The standard media argument, backing up their favored Democratic Party, goes something like this: “The overturning of Roe vs. Wade is unpopular, as a majority of Americans support abortion rights, which plays to the White House’s advantage. The president has things moving again with finally passing a watered-down version of his grab-bag progressive spending bill, allocating $740 billion for climate change projects and to lower medical costs. The forgiveness of billions of dollars of student loan debts is immensely popular, particularly among young millennials who will now vote for the Democrats in droves. The FBI raid on Mar-a-Lago has exposed arch-enemy Donald Trump once again as a menace to society at large. All of this will allow us (er, I mean the Democrats) to overcome the historical odds and actually win the mid-terms.”

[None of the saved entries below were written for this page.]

#[async_trait]
impl WaClient for GatewayClient {
    fn session_id(&self) -> &str {
        &self.instance
    }

    fn identity(&self) -> AccountIdentity {
        self.identity.read().clone()
    }

    fn set_identity(&self, identity: AccountIdentity) {
        *self.identity.write() = identity;
    }

    fn is_echo(&self, message_id: &str) -> bool {
        self.sent.contains(&message_id.to_string())
    }

    async fn send(&self, chat: &Jid, message: OutgoingMessage) -> Result<String, ClientError> {
        let kind = message.kind();
        let (action, body) = outgoing_body(chat, message);
        let value = self.post(action, body).await?;

        let id = value["key"]["id"].as_str().unwrap_or_default().to_string();
        if !id.is_empty() {
            self.sent.insert(id.clone(), ());
        }
        debug!("Sent {} to {} via {} ({})", kind, chat, self.instance, id);
        Ok(id)
    }

    async fn mark_read(&self, chat: &Jid, sender: &Jid, ids: &[String]) -> Result<(), ClientError> {
        let messages: Vec<Value> = ids
            .iter()
            .map(|id| {
                json!({
                    "remoteJid": chat.to_string(),
                    "participant": sender.to_string(),
                    "fromMe": false,
                    "id": id,
                })
            })
            .collect();

        self.post("chat/markMessageAsRead", json!({ "readMessages": messages }))
            .await?;
        Ok(())
    }

    async fn send_presence(&self, available: bool) -> Result<(), ClientError> {
        let presence = if available { "available" } else { "unavailable" };
        self.post("instance/setPresence", json!({ "presence": presence }))
            .await?;
        Ok(())
    }

    async fn group_info(&self, group: &Jid) -> Result<GroupInfo, ClientError> {
        if !self.connected.load(Ordering::Relaxed) {
            return Err(ClientError::NotConnected);
        }
        let group_str = group.to_string();
        let value = self
            .gateway
            .call(
                self.gateway
                    .request(Method::GET, &self.path("group/findGroupInfos"))
                    .query(&[("groupJid", group_str.as_str())]),
            )
            .await?;

        parse_group_info(value)
    }

    async fn update_participants(
        &self,
        group: &Jid,
        participants: &[Jid],
        action: ParticipantAction,
    ) -> Result<(), ClientError> {
        let participants: Vec<String> = participants.iter().map(Jid::to_string).collect();
        self.group_post(
            "group/updateParticipant",
            group,
            json!({ "action": action.as_str(), "participants": participants }),
        )
        .await?;
        Ok(())
    }

    async fn set_announce(&self, group: &Jid, announce: bool) -> Result<(), ClientError> {
        let action = if announce { "announcement" } else { "not_announcement" };
        self.group_post("group/updateSetting", group, json!({ "action": action }))
            .await?;
        Ok(())
    }

    async fn revoke(&self, chat: &Jid, sender: &Jid, message_id: &str) -> Result<(), ClientError> {
        let own = self.identity();
        let from_me = own
            .phone
            .as_deref()
            .is_some_and(|phone| crate::utils::jid::same_identity(phone, &sender.user));

        let body = json!({
            "id": message_id,
            "remoteJid": chat.to_string(),
            "fromMe": from_me,
            "participant": sender.to_string(),
        });

        self.gateway
            .call(
                self.gateway
                    .request(Method::DELETE, &self.path("chat/deleteMessageForEveryone"))
                    .json(&body),
            )
            .await?;
        Ok(())
    }

    async fn download_media(&self, event: &MessageEvent, quoted: bool) -> Result<Vec<u8>, ClientError> {
        let message = if quoted {
            let quoted = event.quoted.as_ref().ok_or(ClientError::NoMedia)?;
            if quoted.media.is_none() {
                return Err(ClientError::NoMedia);
            }
            json!({
                "key": {
                    "id": quoted.message_id,
                    "remoteJid": event.chat.to_string(),
                    "participant": quoted.participant.as_ref().map(Jid::to_string),
                },
                "message": quoted.raw,
            })
        } else {
            if event.media.is_none() {
                return Err(ClientError::NoMedia);
            }
            json!({ "key": { "id": event.id, "remoteJid": event.chat.to_string() } })
        };

        let value = self
            .post(
                "chat/getBase64FromMediaMessage",
                json!({ "message": message, "convertToMp4": false }),
            )
            .await?;

        let encoded = value["base64"]
            .as_str()
            .ok_or_else(|| ClientError::Decode("no base64 in media response".into()))?;

        BASE64
            .decode(encoded)
            .map_err(|e| ClientError::Decode(format!("bad base64 media: {e}")))
    }

    async fn disconnect(&self) {
        self.connected.store(false, Ordering::Relaxed);
        info!("Disconnected session {}", self.instance);
    }
}

async fn read_json(resp: Response) -> Result<Value, ClientError> {
    let status = resp.status();
    let text = resp.text().await?;

    if !status.is_success() {
        return Err(ClientError::Status {
            status: status.as_u16(),
            body: text,
        });
    }

    if text.trim().is_empty() {
        return Ok(Value::Null);
    }

    serde_json::from_str(&text).map_err(|e| ClientError::Decode(e.to_string()))
}

fn quoted_json(chat: &Jid, quoted: &QuoteRef) -> Value {
    json!({
        "key": {
            "id": quoted.message_id,
            "remoteJid": chat.to_string(),
            "participant": quoted.sender.to_string(),
        },
        "message": { "conversation": quoted.text },
    })
}

/// Map an outgoing message to its gateway action and request body.
fn outgoing_body(chat: &Jid, message: OutgoingMessage) -> (&'static str, Value) {
    let number = chat.to_string();

    match message {
        OutgoingMessage::Text {
            text,
            quoted,
            mentions,
        } => {
            let mut body = json!({ "number": number, "text": text });
            if let Some(q) = &quoted {
                body["quoted"] = quoted_json(chat, q);
            }
            if !mentions.is_empty() {
                let mentioned: Vec<String> = mentions.iter().map(Jid::to_string).collect();
                body["mentioned"] = json!(mentioned);
            }
            ("message/sendText", body)
        }
        OutgoingMessage::Reaction {
            target_id,
            target_sender,
            from_me,
            emoji,
        } => (
            "message/sendReaction",
            json!({
                "key": {
                    "remoteJid": number,
                    "fromMe": from_me,
                    "id": target_id,
                    "participant": target_sender.to_string(),
                },
                "reaction": emoji,
            }),
        ),
        OutgoingMessage::Contact {
            display_name,
            phone,
        } => (
            "message/sendContact",
            json!({
                "number": number,
                "contact": [{
                    "fullName": display_name,
                    "wuid": phone,
                    "phoneNumber": format!("+{phone}"),
                }],
            }),
        ),
        OutgoingMessage::List {
            title,
            description,
            button_text,
            footer,
            sections,
        } => {
            let sections: Vec<Value> = sections
                .into_iter()
                .map(|s| {
                    let rows: Vec<Value> = s
                        .rows
                        .into_iter()
                        .map(|r| json!({ "rowId": r.id, "title": r.title, "description": r.description }))
                        .collect();
                    json!({ "title": s.title, "rows": rows })
                })
                .collect();
            (
                "message/sendList",
                json!({
                    "number": number,
                    "title": title,
                    "description": description,
                    "buttonText": button_text,
                    "footerText": footer,
                    "sections": sections,
                }),
            )
        }
        OutgoingMessage::Media {
            kind,
            data,
            mimetype,
            caption,
            file_name,
            quoted,
        } => {
            let encoded = BASE64.encode(&data);
            let mut body = match kind {
                MediaKind::Sticker => ("message/sendSticker", json!({ "number": number, "sticker": encoded })),
                MediaKind::Audio if file_name.is_none() => (
                    "message/sendWhatsAppAudio",
                    json!({ "number": number, "audio": encoded }),
                ),
                _ => (
                    "message/sendMedia",
                    json!({
                        "number": number,
                        "mediatype": if kind == MediaKind::Audio { "document" } else { kind.as_str() },
                        "mimetype": mimetype.unwrap_or_else(|| kind.default_mimetype().to_string()),
                        "caption": caption.unwrap_or_default(),
                        "media": encoded,
                        "fileName": file_name.unwrap_or_else(|| format!("file.{}", extension(kind))),
                    }),
                ),
            };
            if let Some(q) = &quoted {
                body.1["quoted"] = quoted_json(chat, q);
            }
            body
        }
    }
}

Let us pick this pathetic excuse for political risk analysis apart, line by line. First, it is true that protecting abortion rights of some kind (though not as expansively as Democrats advocate) is popular in the US. However, few people vote as a result of this issue. Abortion rights is about the fifth most important motivational issue for voters, nowhere near in the league of the dominant cost-of-living crisis as a concern. So, at best, this favors the White House only at the margins.

Second, in this time of rampant 8.5 percent inflation in July, hovering near a multidecade high, Biden’s stubborn insistence on ruinously spending money doesn’t just seem partisan, it seems dangerous. By a long way, voters are most concerned about inflation and the economy, and how the Federal Reserve and the Biden White House incompetently let the inflation genie out of the bottle, two generations after Fed chair Paul Volcker and Ronald Reagan tamed the savage beast. Instead, Biden first belittled the problem, then said inflation would be transitory, then said why don’t we focus on job creation numbers instead? Wrong, wrong, and wrong. The country blames the White House for the scourge of inflation simply because the economic illiterates in the administration have continued to spend money like drunken sailors, all reality to the contrary.

Third, the utterly unfair (I personally paid back a treasure trove of loans by working hard and am utterly mortified at being made of fool of by a White House shamefully looking to buy votes) student loan “forgiveness” policy is obviously mis-named. The loans don’t simply disappear like a magic trick, leftist fantasies to the contrary. No, they form part of the general government debt, to be paid down in taxes by non-college graduates and those of us who already paid their loans — while the millennials, whose work ethic collectively is appalling, take another “experiential holiday.” This desperate effort to buy the young’s electoral loyalty is unlikely to work, because statistically they tend to be too lazy to vote in decisive numbers, and the rest of us are furious at the unfairness of this latest progressive ploy.

Fourth, while it appears Trump has (yet again) behaved badly over keeping classified government documents, he is hardly alone. Former presidents are often at war with the government over which documents are theirs and which belong to the country. Former Clinton national security adviser Sandy Berger went so far as to stuff some unflattering documents in his pants and socks (you simply cannot make this stuff up) only to be found out as he attempted to slink away from the National Archives. And don’t get me started on the nauseatingly privileged treatment Hillary Clinton was given by the FBI over her illegal home-brew server. In these other cases, the FBI did not storm the homes of the guilty, as they did with Trump and Mar-a-Lago. Ironically, this double standard actually bolsters Trump’s standing, as his charge that there is one set of rules for Democrats and another for Republicans sadly looks all too true.

For all these reasons, don’t buy the hype about the Biden “comeback.” My firm, which called the 2020 outcome perfectly (down to the tie in the Senate) has the GOP still likely to take the House by 20-30 seats with the Senate still too close to call (today we have it at 50-50). When wishful thinking replaces genuine thinking, you get stories such as these.